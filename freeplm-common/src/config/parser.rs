//! INI parsing logic for converting `Ini` → `ConfigFile`.
//!
//! This module contains the `parse_ini()` function and its helpers.
//! It is the single place where INI key names are mapped to struct fields.

use std::path::PathBuf;

use ini::Ini;
use tracing_subscriber::filter::LevelFilter;

use super::file::ConfigFileError;
use super::settings::ConfigFile;

/// Parse an `Ini` object into a `ConfigFile`.
///
/// Starts from `ConfigFile::default()` and overlays any values found in the INI.
pub(super) fn parse_ini(ini: &Ini) -> Result<ConfigFile, ConfigFileError> {
    let mut config = ConfigFile::default();

    // [application] section
    if let Some(section) = ini.section(Some("application")) {
        if let Some(v) = section.get("package_name") {
            config.application.package_name = non_empty(v);
        }
        if let Some(v) = section.get("version") {
            config.application.version = non_empty(v);
        }
    }

    // [logging] section
    if let Some(section) = ini.section(Some("logging")) {
        if let Some(v) = section.get("level") {
            config.logging.level = parse_level(v)?;
        }
        if let Some(v) = section.get("directory") {
            config.logging.directory = non_empty(v).map(|dir| expand_tilde(&dir));
        }
        if let Some(v) = section.get("file") {
            let v = v.trim();
            if v.contains('/') || v.contains('\\') {
                return Err(ConfigFileError::InvalidValue {
                    section: "logging".to_string(),
                    key: "file".to_string(),
                    value: v.to_string(),
                    reason: "must be a file name, set the directory with 'directory'".to_string(),
                });
            }
            if !v.is_empty() {
                config.logging.file = v.to_string();
            }
        }
        if let Some(v) = section.get("ansi") {
            config.logging.ansi = parse_bool(v);
        }
    }

    Ok(config)
}

fn parse_level(value: &str) -> Result<LevelFilter, ConfigFileError> {
    let v = value.trim().to_lowercase();
    match v.as_str() {
        "trace" | "debug" | "info" | "warn" | "error" | "off" => {
            v.parse().map_err(|_| invalid_level(value))
        }
        _ => Err(invalid_level(value)),
    }
}

fn invalid_level(value: &str) -> ConfigFileError {
    ConfigFileError::InvalidValue {
        section: "logging".to_string(),
        key: "level".to_string(),
        value: value.to_string(),
        reason: "must be one of: trace, debug, info, warn, error, off".to_string(),
    }
}

fn non_empty(value: &str) -> Option<String> {
    let v = value.trim();
    (!v.is_empty()).then(|| v.to_string())
}

/// Parse a boolean value, accepting `true`/`1`/`yes`/`on`.
pub(super) fn parse_bool(value: &str) -> bool {
    let v = value.trim().to_lowercase();
    v == "true" || v == "1" || v == "yes" || v == "on"
}

/// Expand ~ to home directory in paths.
pub(super) fn expand_tilde(path: &str) -> PathBuf {
    if let Some(stripped) = path.strip_prefix("~/") {
        if let Some(home) = dirs::home_dir() {
            return home.join(stripped);
        }
    }
    PathBuf::from(path)
}
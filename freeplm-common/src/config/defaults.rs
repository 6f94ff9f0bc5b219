//! Default values and constants for all configuration settings.

use std::path::PathBuf;

use tracing_subscriber::filter::LevelFilter;

use super::file::config_directory;
use super::settings::LoggingSettings;

/// Default minimum log level.
pub const DEFAULT_LOG_LEVEL: LevelFilter = LevelFilter::INFO;

/// Default log file name.
pub const DEFAULT_LOG_FILE: &str = "freeplm.log";

/// Default log directory (~/.freeplm/logs).
pub fn default_log_directory() -> PathBuf {
    config_directory().join("logs")
}

impl Default for LoggingSettings {
    fn default() -> Self {
        Self {
            level: DEFAULT_LOG_LEVEL,
            directory: Some(default_log_directory()),
            file: DEFAULT_LOG_FILE.to_string(),
            ansi: true,
        }
    }
}
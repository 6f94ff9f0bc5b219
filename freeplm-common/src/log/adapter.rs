//! Adapter from the generic [`Logger`] contract to a [`LogBackend`].

use std::fmt::Debug;

use thiserror::Error;

use super::backend::{BackendLevel, LogBackend};
use super::record::{LogRecord, LogScope};
use super::{LogLevel, Logger};

/// Errors raised while building a [`LogAdapter`].
#[derive(Debug, Error, PartialEq, Eq)]
pub enum AdapterError {
    /// No backend was supplied.
    #[error("Log adapter requires a backend logger")]
    MissingBackend,
}

/// Forwards generic log calls to a backend's severity-specific methods.
///
/// The adapter owns its backend and holds no other state. Every record is
/// translated to exactly one backend call, and the message is rendered once,
/// after the level has been mapped. Filtering is left to the backend, so
/// [`is_enabled`](Logger::is_enabled) reports every writable level as enabled.
///
/// Wrap a shared backend by passing an `Arc`.
///
/// # Example
///
/// ```
/// use freeplm_common::log::{LogAdapter, LogLevel, Logger, LoggerExt, TracingBackend};
///
/// let logger = LogAdapter::new(TracingBackend::new());
/// logger.write(LogLevel::Information, 0, "vault", None, |name, _| {
///     format!("opened {name}")
/// });
/// ```
#[derive(Debug, Clone, Default)]
pub struct LogAdapter<B> {
    backend: B,
}

impl<B: LogBackend> LogAdapter<B> {
    /// Wrap `backend` for the lifetime of the adapter.
    pub fn new(backend: B) -> Self {
        Self { backend }
    }

    /// Wrap a backend that may not have been resolved.
    ///
    /// # Errors
    ///
    /// Returns [`AdapterError::MissingBackend`] when `backend` is `None`.
    pub fn try_new(backend: Option<B>) -> Result<Self, AdapterError> {
        backend.map(Self::new).ok_or(AdapterError::MissingBackend)
    }

    /// Backend records are forwarded to.
    pub fn backend(&self) -> &B {
        &self.backend
    }

    /// Consume the adapter, returning its backend.
    pub fn into_backend(self) -> B {
        self.backend
    }
}

/// Backend severity for a generic level, `None` when the record is dropped.
pub fn backend_level(level: LogLevel) -> Option<BackendLevel> {
    match level {
        LogLevel::Information => Some(BackendLevel::Information),
        LogLevel::Warning => Some(BackendLevel::Warning),
        LogLevel::Error => Some(BackendLevel::Error),
        LogLevel::Critical => Some(BackendLevel::Fatal),
        LogLevel::Debug => Some(BackendLevel::Debug),
        LogLevel::Trace => Some(BackendLevel::Verbose),
        LogLevel::None => None,
    }
}

impl<B: LogBackend> Logger for LogAdapter<B> {
    fn is_enabled(&self, level: LogLevel) -> bool {
        backend_level(level).is_some()
    }

    fn begin_scope(&self, _state: &dyn Debug) -> LogScope {
        LogScope::inert()
    }

    fn log(&self, record: &LogRecord<'_>) {
        let Some(level) = backend_level(record.level()) else {
            return;
        };

        let error = record.error();
        let message = record.message();

        match level {
            BackendLevel::Verbose => self.backend.verbose(error, &message),
            BackendLevel::Debug => self.backend.debug(error, &message),
            BackendLevel::Information => self.backend.information(error, &message),
            BackendLevel::Warning => self.backend.warning(error, &message),
            BackendLevel::Error => self.backend.error(error, &message),
            BackendLevel::Fatal => self.backend.fatal(error, &message),
        }
    }
}
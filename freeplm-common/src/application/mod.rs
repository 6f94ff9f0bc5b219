//! Application identity: package name, application name and version.
//!
//! Values come from build metadata captured with
//! [`build_metadata!`](crate::build_metadata). Two ways to read them:
//!
//! - [`ApplicationDetails`]: an instance with cached, overridable values
//! - [`package_name`], [`application_name`], [`application_version`]: lookups
//!   against the metadata registered once per process by the binary
//!
//! Missing metadata falls back to [`DEFAULT_PACKAGE_NAME`] and
//! [`DEFAULT_VERSION`].
//!
//! ```
//! use freeplm_common::application;
//!
//! application::register_build_metadata(freeplm_common::build_metadata!());
//! println!("{} v{}", application::application_name(), application::application_version());
//! ```

mod details;
mod metadata;

use std::sync::OnceLock;

pub use details::{ApplicationDetails, ApplicationDetailsProvider};
pub use metadata::{
    application_name_of, base_version, BuildMetadata, DEFAULT_PACKAGE_NAME, DEFAULT_VERSION,
};

/// Metadata of the entry binary, registered once per process.
static BUILD_METADATA: OnceLock<BuildMetadata> = OnceLock::new();

/// Register the entry binary's build metadata.
///
/// Only the first registration is kept. Returns `false` if metadata was
/// already registered.
pub fn register_build_metadata(metadata: BuildMetadata) -> bool {
    let title = metadata.title.clone();
    match BUILD_METADATA.set(metadata) {
        Ok(()) => {
            tracing::debug!(title = ?title, "Registered build metadata");
            true
        }
        Err(_) => {
            tracing::debug!(title = ?title, "Build metadata already registered, ignoring");
            false
        }
    }
}

/// Registered metadata, or empty metadata when nothing was registered.
pub(crate) fn registered_metadata() -> BuildMetadata {
    BUILD_METADATA.get().cloned().unwrap_or_default()
}

/// Package name of the running application.
pub fn package_name() -> String {
    registered_metadata().package_name()
}

/// Last `.`-delimited segment of [`package_name`].
pub fn application_name() -> String {
    application_name_of(&package_name()).to_string()
}

/// Version of the running application, without build metadata.
pub fn application_version() -> String {
    registered_metadata().application_version()
}
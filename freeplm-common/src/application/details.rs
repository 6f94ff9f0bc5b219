//! Cached application details with overridable values.

use std::sync::OnceLock;

use semver::Version;

use super::metadata::{application_name_of, BuildMetadata};

/// Name and version of the running application.
pub trait ApplicationDetailsProvider {
    /// Full package name, e.g. `FreePLM.Common.Vault`.
    fn package_name(&self) -> &str;

    /// Override the package name.
    fn set_package_name(&mut self, package_name: String);

    /// Last `.`-delimited segment of the package name.
    fn application_name(&self) -> &str {
        application_name_of(self.package_name())
    }

    /// Version without build metadata.
    fn application_version(&self) -> &str;

    /// Override the application version.
    fn set_application_version(&mut self, version: String);
}

/// Application details resolved from [`BuildMetadata`].
///
/// Values are resolved on first read and cached; setters replace the cached
/// value.
///
/// # Example
///
/// ```
/// use freeplm_common::application::{ApplicationDetails, ApplicationDetailsProvider, BuildMetadata};
///
/// let details = ApplicationDetails::new(BuildMetadata::new("FreePLM.Common.Vault", "1.4.0+abc"));
/// assert_eq!(details.application_name(), "Vault");
/// assert_eq!(details.application_version(), "1.4.0");
/// ```
#[derive(Debug, Default)]
pub struct ApplicationDetails {
    metadata: BuildMetadata,
    package_name: OnceLock<String>,
    application_version: OnceLock<String>,
}

impl ApplicationDetails {
    pub fn new(metadata: BuildMetadata) -> Self {
        Self {
            metadata,
            package_name: OnceLock::new(),
            application_version: OnceLock::new(),
        }
    }

    /// Details backed by the process-wide registered metadata.
    pub fn from_registered() -> Self {
        Self::new(super::registered_metadata())
    }

    /// The application version parsed as SemVer, if it is valid SemVer.
    pub fn semantic_version(&self) -> Option<Version> {
        Version::parse(self.application_version()).ok()
    }
}

impl ApplicationDetailsProvider for ApplicationDetails {
    fn package_name(&self) -> &str {
        self.package_name.get_or_init(|| self.metadata.package_name())
    }

    fn set_package_name(&mut self, package_name: String) {
        self.package_name = OnceLock::from(package_name);
    }

    fn application_version(&self) -> &str {
        self.application_version
            .get_or_init(|| self.metadata.application_version())
    }

    fn set_application_version(&mut self, version: String) {
        self.application_version = OnceLock::from(version);
    }
}

#[cfg(test)]
mod tests {
    use super::*;

    #[test]
    fn test_resolves_from_metadata() {
        let metadata = BuildMetadata::new("Company.Product.Module", "1.0.0+build123");
        let details = ApplicationDetails::new(metadata);
        assert_eq!(details.package_name(), "Company.Product.Module");
        assert_eq!(details.application_name(), "Module");
        assert_eq!(details.application_version(), "1.0.0");
    }

    #[test]
    fn test_defaults_without_metadata() {
        let details = ApplicationDetails::default();
        assert_eq!(details.package_name(), "Default Name");
        assert_eq!(details.application_name(), "Default Name");
        assert_eq!(details.application_version(), "0.0.0");
    }

    #[test]
    fn test_setters_override_metadata() {
        let mut details = ApplicationDetails::new(BuildMetadata::new("FreePLM.Common", "1.0.0"));
        assert_eq!(details.application_name(), "Common");

        details.set_package_name("FreePLM.Server".to_string());
        details.set_application_version("9.9.9".to_string());

        assert_eq!(details.package_name(), "FreePLM.Server");
        assert_eq!(details.application_name(), "Server");
        assert_eq!(details.application_version(), "9.9.9");
    }

    #[test]
    fn test_override_is_returned_verbatim() {
        let mut details = ApplicationDetails::default();
        details.set_application_version("2.0.0+local".to_string());
        assert_eq!(details.application_version(), "2.0.0+local");
    }

    #[test]
    fn test_semantic_version() {
        let details = ApplicationDetails::new(BuildMetadata::new("FreePLM", "1.2.3-rc.1+ci"));
        assert_eq!(
            details.semantic_version(),
            Some(Version::parse("1.2.3-rc.1").unwrap())
        );

        let details = ApplicationDetails::new(BuildMetadata::new("FreePLM", "1.2"));
        assert_eq!(details.semantic_version(), None);
    }

    #[test]
    fn test_usable_through_trait_object() {
        let details: Box<dyn ApplicationDetailsProvider> =
            Box::new(ApplicationDetails::new(BuildMetadata::new("A.B", "0.1.0")));
        assert_eq!(details.application_name(), "B");
    }
}
//! Logging facade and backend adapter.
//!
//! Application code logs through a generic contract while the records are
//! stored by an independently designed logging library. This follows the
//! Dependency Inversion Principle: components depend on the [`Logger`] trait,
//! not on the library behind it.
//!
//! # Architecture
//!
//! - [`Logger`] / [`LoggerExt`]: the generic contract (enablement, scopes,
//!   level + event id + state + error + formatter writes)
//! - [`LogBackend`]: the narrow contract of the logging library, one method
//!   per [`BackendLevel`]
//! - [`LogAdapter`]: maps [`LogLevel`] to [`BackendLevel`], renders the
//!   message once and forwards it
//! - [`TracingBackend`]: production backend on top of `tracing`
//! - [`NoOpLogger`]: silent logger for tests
//!
//! # Usage
//!
//! Components that need logging accept an `Arc<dyn Logger>`:
//!
//! ```
//! use freeplm_common::log::{tracing_logger, EventId, LogLevel, Logger, LoggerExt};
//! use freeplm_common::log_info;
//! use std::sync::Arc;
//!
//! struct PartImporter {
//!     logger: Arc<dyn Logger>,
//! }
//!
//! impl PartImporter {
//!     fn import(&self, count: usize) {
//!         log_info!(self.logger, "Importing {} parts", count);
//!         self.logger.write(
//!             LogLevel::Debug,
//!             EventId::with_name(10, "ImportDone"),
//!             count,
//!             None,
//!             |count, _| format!("imported={count}"),
//!         );
//!     }
//! }
//!
//! PartImporter { logger: tracing_logger() }.import(3);
//! ```

#![warn(missing_docs)]

mod adapter;
mod backend;
mod noop;
mod record;
mod tracing_backend;
mod r#trait;

pub use adapter::{backend_level, AdapterError, LogAdapter};
pub use backend::{BackendLevel, LogBackend};
pub use noop::NoOpLogger;
pub use r#trait::{LogLevel, Logger, LoggerExt};
pub use record::{EventId, LogRecord, LogScope};
pub use tracing_backend::{tracing_logger, TracingBackend};
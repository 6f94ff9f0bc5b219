//! Task completion notifications.
//!
//! A task that finishes asynchronously or on another thread announces its
//! outcome through a [`TaskCompletedEvent`]. The event carries a
//! [`TaskCompletedEventArgs`] with the task's result and optional error.
//!
//! This is a plain observer scaffold: it does not schedule, order or
//! synchronise the tasks themselves.
//!
//! ```
//! use freeplm_common::tasks::{TaskCompletedEvent, TaskCompletedEventArgs, TaskCompletedEvents};
//!
//! struct ExportTask {
//!     completed: TaskCompletedEvent<String>,
//! }
//!
//! impl TaskCompletedEvents for ExportTask {
//!     type Output = String;
//!
//!     fn task_completed(&self) -> &TaskCompletedEvent<String> {
//!         &self.completed
//!     }
//! }
//!
//! let task = ExportTask { completed: TaskCompletedEvent::new() };
//! task.task_completed().subscribe(|sender, args| {
//!     assert!(sender.downcast_ref::<ExportTask>().is_some());
//!     println!("export finished: {:?}", args.result);
//! });
//! task.on_task_completed(&TaskCompletedEventArgs::success("parts.csv".to_string()));
//! ```

mod completed;

pub use completed::{
    SubscriptionId, TaskCompletedEvent, TaskCompletedEventArgs, TaskCompletedEvents, TaskError,
};
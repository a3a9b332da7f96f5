//! Connection bootstrap utilities for SQLite.
//!
//! # Responsibility
//! - Open file or in-memory SQLite connections.
//! - Configure connection pragmas required by the store.
//! - Trigger schema migrations before returning a usable connection.
//!
//! # Invariants
//! - Returned connections have migrations fully applied.
//! - File connections use rollback journaling with full sync, so a committed
//!   store file is self-contained once the connection is closed.
//! - Read-only opens never write to the file; older schemas are migrated in
//!   an in-memory copy.

use super::migrations::{apply_migrations, current_user_version, latest_version};
use super::{DbError, DbResult};
use log::{debug, error};
use rusqlite::backup::Backup;
use rusqlite::{Connection, OpenFlags};
use std::path::Path;
use std::time::{Duration, Instant};

const BUSY_TIMEOUT: Duration = Duration::from_secs(5);
const BACKUP_PAGES_PER_STEP: i32 = 256;

/// Opens a SQLite database file and applies all pending migrations.
///
/// # Side effects
/// - Creates the file when it does not exist.
/// - Emits `db_open` logging events with duration and status.
pub fn open_db(path: impl AsRef<Path>) -> DbResult<Connection> {
    open_with("file", || Connection::open(path.as_ref()))
}

/// Opens an in-memory SQLite database and applies all pending migrations.
pub fn open_db_in_memory() -> DbResult<Connection> {
    open_with("memory", Connection::open_in_memory)
}

/// Opens an existing database file for reading only.
///
/// A file at the current schema is returned as-is. A file at an older schema
/// is copied into memory and migrated there; the file itself is untouched.
///
/// # Errors
/// - `DbError::MissingSchema` when the file carries no schema version, which
///   includes zero-byte files.
/// - `DbError::UnsupportedSchemaVersion` when the file is newer than this build.
pub fn open_db_read_only(path: impl AsRef<Path>) -> DbResult<Connection> {
    let started_at = Instant::now();
    let result = read_only_connection(path.as_ref());
    match &result {
        Ok(_) => debug!(
            "event=db_open module=db status=ok mode=read_only duration_ms={}",
            started_at.elapsed().as_millis()
        ),
        Err(err) => error!(
            "event=db_open module=db status=error mode=read_only duration_ms={} error={}",
            started_at.elapsed().as_millis(),
            err
        ),
    }
    result
}

fn read_only_connection(path: &Path) -> DbResult<Connection> {
    let file = Connection::open_with_flags(
        path,
        OpenFlags::SQLITE_OPEN_READ_ONLY | OpenFlags::SQLITE_OPEN_NO_MUTEX,
    )?;
    file.busy_timeout(BUSY_TIMEOUT)?;

    let version = current_user_version(&file)?;
    let latest = latest_version();
    if version == 0 {
        return Err(DbError::MissingSchema);
    }
    if version > latest {
        return Err(DbError::UnsupportedSchemaVersion {
            db_version: version,
            latest_supported: latest,
        });
    }
    if version == latest {
        return Ok(file);
    }

    let mut memory = Connection::open_in_memory()?;
    {
        let copy = Backup::new(&file, &mut memory)?;
        copy.run_to_completion(BACKUP_PAGES_PER_STEP, Duration::ZERO, None)?;
    }
    apply_migrations(&mut memory)?;
    Ok(memory)
}

fn open_with(
    mode: &'static str,
    open: impl FnOnce() -> rusqlite::Result<Connection>,
) -> DbResult<Connection> {
    let started_at = Instant::now();

    let mut conn = match open() {
        Ok(conn) => conn,
        Err(err) => {
            error!(
                "event=db_open module=db status=error mode={} duration_ms={} error_code=db_open_failed error={}",
                mode,
                started_at.elapsed().as_millis(),
                err
            );
            return Err(err.into());
        }
    };

    match bootstrap_connection(&mut conn, mode) {
        Ok(()) => {
            debug!(
                "event=db_open module=db status=ok mode={} duration_ms={}",
                mode,
                started_at.elapsed().as_millis()
            );
            Ok(conn)
        }
        Err(err) => {
            error!(
                "event=db_open module=db status=error mode={} duration_ms={} error_code=db_bootstrap_failed error={}",
                mode,
                started_at.elapsed().as_millis(),
                err
            );
            Err(err)
        }
    }
}

fn bootstrap_connection(conn: &mut Connection, mode: &str) -> DbResult<()> {
    conn.busy_timeout(BUSY_TIMEOUT)?;
    if mode == "file" {
        conn.pragma_update_and_check(None, "journal_mode", "DELETE", |row| {
            row.get::<_, String>(0)
        })?;
        conn.pragma_update(None, "synchronous", "FULL")?;
    }
    apply_migrations(conn)?;
    Ok(())
}
//! Durable store contracts.
//!
//! # Responsibility
//! - Define the persisted unit (`StoreState`) and its storage errors.
//! - Define the `DurableStore` seam used by the task repository.
//!
//! # Invariants
//! - `save` and `backup` replace their target wholesale and atomically.
//! - `load` on a missing store yields `StoreState::default()`.
//! - Content that cannot be parsed is reported as `StoreError::Corrupt`.

use crate::db::DbError;
use crate::model::task::{Settings, Task, TaskId};
use std::collections::BTreeMap;
use std::error::Error;
use std::fmt::{Display, Formatter};
use std::path::PathBuf;

mod sqlite_store;

pub use sqlite_store::{read_state, write_state, SqliteStore, BACKUP_FILE_NAME, STORE_FILE_NAME};

pub type StoreResult<T> = Result<T, StoreError>;

/// Storage-level failures.
#[derive(Debug)]
pub enum StoreError {
    /// File-system operation failed (create, rename, remove).
    Io {
        path: PathBuf,
        source: std::io::Error,
    },
    /// SQLite transport or bootstrap failure.
    Db(DbError),
    /// Store content was readable but is not a valid task store.
    Corrupt(String),
    /// No backup artifact exists yet.
    BackupMissing(PathBuf),
}

impl StoreError {
    pub(crate) fn io(path: impl Into<PathBuf>, source: std::io::Error) -> Self {
        Self::Io {
            path: path.into(),
            source,
        }
    }

    /// Maps a database error seen while reading, separating corruption from
    /// transport failures.
    pub(crate) fn from_read(err: DbError) -> Self {
        if err.is_corruption() {
            Self::Corrupt(err.to_string())
        } else {
            Self::Db(err)
        }
    }

    pub fn is_corrupt(&self) -> bool {
        matches!(self, Self::Corrupt(_))
    }
}

impl Display for StoreError {
    fn fmt(&self, f: &mut Formatter<'_>) -> std::fmt::Result {
        match self {
            Self::Io { path, source } => write!(f, "i/o error at `{}`: {source}", path.display()),
            Self::Db(err) => write!(f, "{err}"),
            Self::Corrupt(message) => write!(f, "corrupt task store: {message}"),
            Self::BackupMissing(path) => write!(f, "no backup found at `{}`", path.display()),
        }
    }
}

impl Error for StoreError {
    fn source(&self) -> Option<&(dyn Error + 'static)> {
        match self {
            Self::Io { source, .. } => Some(source),
            Self::Db(err) => Some(err),
            Self::Corrupt(_) => None,
            Self::BackupMissing(_) => None,
        }
    }
}

impl From<DbError> for StoreError {
    fn from(value: DbError) -> Self {
        Self::Db(value)
    }
}

impl From<rusqlite::Error> for StoreError {
    fn from(value: rusqlite::Error) -> Self {
        Self::Db(DbError::Sqlite(value))
    }
}

/// Everything persisted as one unit.
#[derive(Debug, Clone, PartialEq, Eq)]
pub struct StoreState {
    /// All tasks keyed by id.
    pub tasks: BTreeMap<TaskId, Task>,
    /// Next id to assign; always greater than every id ever assigned.
    pub next_id: TaskId,
    pub settings: Settings,
    /// Epoch ms of the last successful write, `None` before the first save.
    pub last_modified: Option<i64>,
}

impl Default for StoreState {
    fn default() -> Self {
        Self {
            tasks: BTreeMap::new(),
            next_id: 1,
            settings: Settings::default(),
            last_modified: None,
        }
    }
}

impl StoreState {
    /// Returns owned copies of all tasks in id order.
    pub fn task_list(&self) -> Vec<Task> {
        self.tasks.values().cloned().collect()
    }

    /// Raises `next_id` above every stored id.
    ///
    /// Returns `true` when the counter had to move.
    pub fn repair_next_id(&mut self) -> bool {
        let floor = self.tasks.keys().next_back().map_or(1, |max| max + 1);
        if self.next_id < floor {
            self.next_id = floor;
            return true;
        }
        false
    }
}

/// Persistence seam for the task repository.
///
/// Implementations must be usable from the repository lock holder and the
/// backup thread concurrently.
pub trait DurableStore: Send + Sync {
    /// Loads the primary store; a missing store yields the default state.
    fn load(&self) -> StoreResult<StoreState>;
    /// Atomically replaces the primary store. Returns the written timestamp.
    fn save(&self, state: &StoreState) -> StoreResult<i64>;
    /// Atomically replaces the backup artifact. Returns the written timestamp.
    fn backup(&self, state: &StoreState) -> StoreResult<i64>;
    /// Loads the backup artifact.
    fn restore_from_backup(&self) -> StoreResult<StoreState>;
    /// Timestamp of the current backup artifact, if one exists.
    fn last_backup_at(&self) -> StoreResult<Option<i64>>;
}

/// Current wall-clock time in epoch milliseconds.
pub fn now_epoch_ms() -> i64 {
    chrono::Utc::now().timestamp_millis()
}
===
## Work task
All lines above that include the word "while" must be copied into the answer.

## Problem solution
/// Errors raised while building a [`LogAdapter`].
//! Application code logs through a generic contract while the records are
    /// Maps a database error seen while reading, separating corruption from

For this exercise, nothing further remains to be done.